Instructions for the task: Beginning at whichever line contains "on degraded input", reproduce each line of the records below word for word, ending with the last, and add nothing.
- - -
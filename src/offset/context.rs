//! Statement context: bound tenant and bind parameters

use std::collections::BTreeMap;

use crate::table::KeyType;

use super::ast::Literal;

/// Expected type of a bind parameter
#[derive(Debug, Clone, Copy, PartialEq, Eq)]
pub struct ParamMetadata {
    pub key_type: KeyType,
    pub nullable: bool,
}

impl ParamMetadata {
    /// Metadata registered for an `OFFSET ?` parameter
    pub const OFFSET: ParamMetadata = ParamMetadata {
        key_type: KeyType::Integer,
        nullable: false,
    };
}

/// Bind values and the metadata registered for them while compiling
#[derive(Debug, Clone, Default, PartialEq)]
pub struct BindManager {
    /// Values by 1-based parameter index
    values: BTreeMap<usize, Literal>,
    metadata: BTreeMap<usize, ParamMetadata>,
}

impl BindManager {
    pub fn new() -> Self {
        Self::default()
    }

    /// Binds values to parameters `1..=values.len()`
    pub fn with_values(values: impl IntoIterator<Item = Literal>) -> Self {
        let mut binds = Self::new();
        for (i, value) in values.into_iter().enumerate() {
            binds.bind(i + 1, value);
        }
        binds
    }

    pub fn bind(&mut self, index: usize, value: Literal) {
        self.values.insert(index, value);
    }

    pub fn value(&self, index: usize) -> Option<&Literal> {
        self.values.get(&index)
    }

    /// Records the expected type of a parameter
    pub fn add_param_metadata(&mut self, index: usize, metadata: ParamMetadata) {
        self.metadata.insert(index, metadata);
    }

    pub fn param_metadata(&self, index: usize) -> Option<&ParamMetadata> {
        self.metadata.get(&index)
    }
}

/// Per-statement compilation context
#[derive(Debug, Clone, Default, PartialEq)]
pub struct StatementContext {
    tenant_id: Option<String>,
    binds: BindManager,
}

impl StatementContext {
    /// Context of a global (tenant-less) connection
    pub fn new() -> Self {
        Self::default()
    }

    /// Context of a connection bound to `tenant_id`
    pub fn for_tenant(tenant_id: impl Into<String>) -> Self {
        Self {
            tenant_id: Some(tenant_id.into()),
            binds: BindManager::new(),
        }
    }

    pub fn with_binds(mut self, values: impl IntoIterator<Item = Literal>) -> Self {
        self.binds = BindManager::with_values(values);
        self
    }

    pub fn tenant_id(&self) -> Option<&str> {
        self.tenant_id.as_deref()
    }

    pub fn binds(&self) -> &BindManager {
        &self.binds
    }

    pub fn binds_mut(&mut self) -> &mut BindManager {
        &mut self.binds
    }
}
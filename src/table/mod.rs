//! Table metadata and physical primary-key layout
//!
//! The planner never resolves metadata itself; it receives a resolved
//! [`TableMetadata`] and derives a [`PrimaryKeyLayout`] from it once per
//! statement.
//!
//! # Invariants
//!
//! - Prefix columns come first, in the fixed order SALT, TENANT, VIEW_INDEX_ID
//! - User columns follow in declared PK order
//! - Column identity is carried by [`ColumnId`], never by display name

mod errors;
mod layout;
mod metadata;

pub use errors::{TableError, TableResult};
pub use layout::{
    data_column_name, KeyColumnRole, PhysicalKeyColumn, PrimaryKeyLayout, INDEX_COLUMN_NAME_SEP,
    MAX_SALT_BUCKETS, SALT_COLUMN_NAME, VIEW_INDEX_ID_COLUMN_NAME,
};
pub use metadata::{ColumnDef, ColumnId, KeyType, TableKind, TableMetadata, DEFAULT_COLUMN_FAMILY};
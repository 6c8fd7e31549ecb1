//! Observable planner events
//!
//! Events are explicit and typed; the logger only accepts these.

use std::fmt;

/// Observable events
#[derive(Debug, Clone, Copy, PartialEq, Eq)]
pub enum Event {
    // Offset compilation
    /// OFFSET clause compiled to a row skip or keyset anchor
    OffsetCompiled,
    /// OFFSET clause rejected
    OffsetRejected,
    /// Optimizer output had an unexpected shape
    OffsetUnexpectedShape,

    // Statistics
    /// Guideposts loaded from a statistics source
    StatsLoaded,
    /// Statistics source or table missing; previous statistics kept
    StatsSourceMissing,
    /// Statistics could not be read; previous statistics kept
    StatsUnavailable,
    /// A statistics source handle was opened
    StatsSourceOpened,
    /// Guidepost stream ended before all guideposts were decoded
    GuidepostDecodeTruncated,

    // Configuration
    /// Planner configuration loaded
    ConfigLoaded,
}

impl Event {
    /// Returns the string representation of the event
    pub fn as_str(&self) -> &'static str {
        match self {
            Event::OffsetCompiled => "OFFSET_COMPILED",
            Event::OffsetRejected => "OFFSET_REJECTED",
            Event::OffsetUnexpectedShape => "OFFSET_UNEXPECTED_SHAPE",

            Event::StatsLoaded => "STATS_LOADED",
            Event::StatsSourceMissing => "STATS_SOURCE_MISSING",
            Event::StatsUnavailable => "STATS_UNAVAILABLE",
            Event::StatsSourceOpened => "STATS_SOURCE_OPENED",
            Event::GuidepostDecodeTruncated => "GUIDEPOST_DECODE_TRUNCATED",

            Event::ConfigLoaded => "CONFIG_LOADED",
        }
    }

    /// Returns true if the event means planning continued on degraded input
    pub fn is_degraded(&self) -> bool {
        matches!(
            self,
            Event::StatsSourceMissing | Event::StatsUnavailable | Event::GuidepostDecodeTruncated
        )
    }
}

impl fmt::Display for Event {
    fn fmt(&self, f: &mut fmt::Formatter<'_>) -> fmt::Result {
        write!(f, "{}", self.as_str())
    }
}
- - -
Result of this exercise:
    /// Returns true if the event means planning continued on degraded input
    pub fn is_degraded(&self) -> bool {
        matches!(
            self,
            Event::StatsSourceMissing | Event::StatsUnavailable | Event::GuidepostDecodeTruncated
        )
    }
}

impl fmt::Display for Event {
    fn fmt(&self, f: &mut fmt::Formatter<'_>) -> fmt::Result {
        write!(f, "{}", self.as_str())
    }
}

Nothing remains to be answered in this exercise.